Les géants orientaux du numérique
Même si les États-Unis se considèrent toujours comme la première puissance militaire mondiale, les dépenses militaires de la Chine ont considérablement bondi ces dernières années. De la même manière, la croissance de l’économie chinoise, si celle-ci est toujours classée à la deuxième place mondiale, a fait du pays la première puissance commerciale au monde. Les difficultés économiques de l’Occident sont désormais liées à celles de la Chine. Le pays d’Asie orientale a également gagné en influence dans d’autres domaines. En subventionnant les géants du numériques accrochés à l’État, la Chine a créé Huawei, régnant pour le moment sans partage sur la construction du réseau 5G.

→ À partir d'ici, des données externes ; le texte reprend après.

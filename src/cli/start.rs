use crate::cli::{actions::Action, commands, dispatch::handler, telemetry};
use anyhow::Result;

/// Start the CLI
/// # Errors
/// Returns an error if telemetry setup or argument handling fails
pub fn start() -> Result<Action> {
    let matches = commands::new().get_matches();

    let verbosity_level = match matches.get_one::<u8>("verbosity").map_or(0, |&v| v) {
        0 => tracing::Level::ERROR,
        1 => tracing::Level::WARN,
        2 => tracing::Level::INFO,
        3 => tracing::Level::DEBUG,
        _ => tracing::Level::TRACE,
    };

    telemetry::init(Some(verbosity_level))?;

    let action = handler(&matches)?;

    Ok(action)
}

Huawei toque à la porte de l’Occident au moment où les consommateurs cherchent à améliorer leurs réseaux de télécommunications. Le seul problème, c’est que beaucoup n’ont pas confiance en la Chine. La Grande-Bretagne s’est rendue encore plus impopulaire en Europe (comme si cela était possible) et s’est attiré le regard très désapprobateur des États-Unis en déclarant qu’elle allait autoriser à Huawei l’accès à ses réseaux. De l’autre côté de l’Atlantique, fermer la porte au nez de Huawei semble être la seule chose sur laquelle Démocrates et Républicains peuvent s’accorder. La présidente de la Chambre des représentants Nancy Pelosi a accusé la Chine d’essayer « d’exporter son autoritarisme digital » et a insisté sur la prudence avec laquelle la technologie et le nouveau pouvoir qu’elle représente devaient être appréhendés.
Être dépassé dans la course aux technologies n’a pas apaisé les nerfs sensibles de quelques responsables occidentaux. Cependant, cela montre que l’Occident a plus que besoin de revoir la stratégie et la coordination de sa politique de sécurité. Les États-Unis peuvent continuer à investir dans leurs équipements militaires et harceler les autres membres de l’OTAN pour qu’ils fassent de même, jusqu’à obtenir ce qu’ils veulent, il n’empêche que Washington a du mal à reconnaître que la révolution technologique a rendu d’autres types de pouvoirs bien plus pertinents à l’heure actuelle.
Défense, argent, technologies ou valeurs ?
Plus que sa domination sur le monde, qu’elle soit économique ou autre, ce sont les valeurs autour desquelles l’Occident pouvait s’unir qui sont à la dérive. L’élection de Donald Trump a sapé la confiance en la puissance hégémonique du XXème siècle et a semé le doute dans la capacité du pays à diriger un monde très instable. Le Brexit a considérablement affaibli la crédibilité extérieure du clan européen en termes d’influence et de puissance économique. Les germes du populisme dans beaucoup de pays européens commencent même à paralyser la capacité des gouvernements raisonnables, solidement élus, à mettre en place des mesures politiques, par peur de représailles de l’extrême droite. De plus, la puissance militaire de l’Ouest est moins contrainte par sa situation financière que par un manque de consensus politique sur son utilisation.
En outre, la prise de conscience de l’accroissement des inégalités, en particulier dans le sillage de la crise financière de 2008, couplée à l’urgence climatique, a conduit la société civile à remettre en cause d’une ampleur inédite la capacité de nos démocraties et de nos modèles économiques à servir nos intérêts. Il fut un temps où l’Occident pouvait s’unir derrière la démocratie libérale et le marché. Alors que des facteurs exogènes et endogènes remettent en question le méta-récit de la domination occidentale, ce n’est pas étonnant que la cohésion de celui-ci est testée alors que ces deux piliers fondamentaux se fissurent. Soudain, les caractéristiques premières de l’Occident ne semblent plus très claires.